# Exercise details
Check each line of the entries below for the word "latest", and copy the lines that have it.

# Stored items
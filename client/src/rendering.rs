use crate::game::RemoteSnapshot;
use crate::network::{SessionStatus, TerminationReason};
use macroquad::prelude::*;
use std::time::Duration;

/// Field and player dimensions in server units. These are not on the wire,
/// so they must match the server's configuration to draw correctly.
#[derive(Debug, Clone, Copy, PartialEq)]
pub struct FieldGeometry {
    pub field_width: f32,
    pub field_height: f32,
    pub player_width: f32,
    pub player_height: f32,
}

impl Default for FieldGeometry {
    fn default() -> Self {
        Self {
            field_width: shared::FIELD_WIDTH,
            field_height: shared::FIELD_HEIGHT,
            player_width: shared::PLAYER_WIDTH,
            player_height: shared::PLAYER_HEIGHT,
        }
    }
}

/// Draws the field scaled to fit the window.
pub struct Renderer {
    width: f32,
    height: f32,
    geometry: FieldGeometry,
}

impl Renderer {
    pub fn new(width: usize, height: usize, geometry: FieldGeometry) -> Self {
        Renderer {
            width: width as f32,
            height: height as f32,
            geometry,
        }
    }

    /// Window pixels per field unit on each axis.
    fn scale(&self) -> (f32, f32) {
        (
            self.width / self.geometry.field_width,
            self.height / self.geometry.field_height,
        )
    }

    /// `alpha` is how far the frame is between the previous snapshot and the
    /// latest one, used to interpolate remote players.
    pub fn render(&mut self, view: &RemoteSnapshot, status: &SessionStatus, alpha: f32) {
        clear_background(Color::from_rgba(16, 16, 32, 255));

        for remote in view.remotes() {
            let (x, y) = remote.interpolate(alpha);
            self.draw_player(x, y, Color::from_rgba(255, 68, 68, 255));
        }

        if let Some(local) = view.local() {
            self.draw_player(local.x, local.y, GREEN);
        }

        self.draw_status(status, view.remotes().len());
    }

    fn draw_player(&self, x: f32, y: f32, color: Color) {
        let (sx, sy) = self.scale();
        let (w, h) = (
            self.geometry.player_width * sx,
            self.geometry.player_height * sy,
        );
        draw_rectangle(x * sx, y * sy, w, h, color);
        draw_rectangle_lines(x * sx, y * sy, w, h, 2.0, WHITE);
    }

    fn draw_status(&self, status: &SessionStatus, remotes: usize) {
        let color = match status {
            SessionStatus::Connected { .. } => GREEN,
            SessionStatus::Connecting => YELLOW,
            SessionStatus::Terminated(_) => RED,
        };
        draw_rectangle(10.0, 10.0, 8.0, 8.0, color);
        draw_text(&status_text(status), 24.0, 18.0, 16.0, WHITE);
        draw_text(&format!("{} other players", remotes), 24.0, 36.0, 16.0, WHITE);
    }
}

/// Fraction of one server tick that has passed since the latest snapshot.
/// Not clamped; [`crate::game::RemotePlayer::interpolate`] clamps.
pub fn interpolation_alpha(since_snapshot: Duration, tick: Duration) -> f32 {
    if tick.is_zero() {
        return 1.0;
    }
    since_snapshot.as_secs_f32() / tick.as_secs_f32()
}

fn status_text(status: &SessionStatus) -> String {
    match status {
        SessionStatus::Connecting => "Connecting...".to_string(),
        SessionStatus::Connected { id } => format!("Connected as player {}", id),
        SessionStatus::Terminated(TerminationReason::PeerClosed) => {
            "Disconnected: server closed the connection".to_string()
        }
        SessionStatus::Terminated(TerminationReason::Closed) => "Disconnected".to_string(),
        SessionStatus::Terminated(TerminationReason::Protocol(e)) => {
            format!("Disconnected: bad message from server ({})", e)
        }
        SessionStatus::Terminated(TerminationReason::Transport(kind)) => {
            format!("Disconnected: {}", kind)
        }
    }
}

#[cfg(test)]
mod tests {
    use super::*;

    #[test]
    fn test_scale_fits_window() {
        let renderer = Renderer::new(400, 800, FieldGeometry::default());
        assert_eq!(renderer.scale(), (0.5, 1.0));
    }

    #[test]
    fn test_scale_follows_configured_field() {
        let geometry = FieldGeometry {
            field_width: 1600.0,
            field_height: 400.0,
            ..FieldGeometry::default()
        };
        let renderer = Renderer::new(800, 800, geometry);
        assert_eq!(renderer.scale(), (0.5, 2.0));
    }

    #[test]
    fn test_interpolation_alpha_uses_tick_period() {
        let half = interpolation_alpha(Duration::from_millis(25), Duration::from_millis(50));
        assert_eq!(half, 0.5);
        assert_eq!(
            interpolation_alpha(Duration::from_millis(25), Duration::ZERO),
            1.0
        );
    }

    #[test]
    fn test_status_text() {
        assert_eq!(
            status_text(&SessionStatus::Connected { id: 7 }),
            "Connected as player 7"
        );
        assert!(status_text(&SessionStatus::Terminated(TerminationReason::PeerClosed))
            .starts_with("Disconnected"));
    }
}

...

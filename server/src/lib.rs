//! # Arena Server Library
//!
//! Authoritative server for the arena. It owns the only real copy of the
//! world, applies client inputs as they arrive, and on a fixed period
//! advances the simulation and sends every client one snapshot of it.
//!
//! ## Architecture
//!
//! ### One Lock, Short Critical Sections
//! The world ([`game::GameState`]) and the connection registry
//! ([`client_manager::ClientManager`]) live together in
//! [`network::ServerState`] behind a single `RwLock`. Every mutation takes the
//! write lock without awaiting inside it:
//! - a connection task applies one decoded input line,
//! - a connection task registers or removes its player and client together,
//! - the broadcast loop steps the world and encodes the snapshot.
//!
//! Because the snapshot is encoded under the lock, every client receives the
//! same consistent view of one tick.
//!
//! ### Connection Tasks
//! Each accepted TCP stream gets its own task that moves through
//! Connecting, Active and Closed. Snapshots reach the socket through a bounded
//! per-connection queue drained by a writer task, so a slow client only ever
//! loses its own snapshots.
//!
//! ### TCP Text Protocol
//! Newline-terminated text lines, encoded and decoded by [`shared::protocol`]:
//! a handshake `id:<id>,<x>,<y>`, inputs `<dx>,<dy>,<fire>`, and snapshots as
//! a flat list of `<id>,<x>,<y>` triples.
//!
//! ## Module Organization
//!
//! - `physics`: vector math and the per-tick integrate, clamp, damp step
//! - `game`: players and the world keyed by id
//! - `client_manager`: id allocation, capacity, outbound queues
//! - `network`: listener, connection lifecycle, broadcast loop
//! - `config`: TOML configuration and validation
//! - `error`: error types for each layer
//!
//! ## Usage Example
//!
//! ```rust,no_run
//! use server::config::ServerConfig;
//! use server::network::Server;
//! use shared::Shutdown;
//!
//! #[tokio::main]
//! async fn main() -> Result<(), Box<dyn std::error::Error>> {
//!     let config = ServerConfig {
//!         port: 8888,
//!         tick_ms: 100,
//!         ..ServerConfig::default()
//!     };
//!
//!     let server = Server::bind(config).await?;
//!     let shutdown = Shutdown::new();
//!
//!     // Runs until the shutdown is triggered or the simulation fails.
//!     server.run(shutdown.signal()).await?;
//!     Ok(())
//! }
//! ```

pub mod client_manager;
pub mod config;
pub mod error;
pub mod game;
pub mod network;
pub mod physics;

# Answer section
    /// latest one, used to interpolate remote players.
/// Fraction of one server tick that has passed since the latest snapshot.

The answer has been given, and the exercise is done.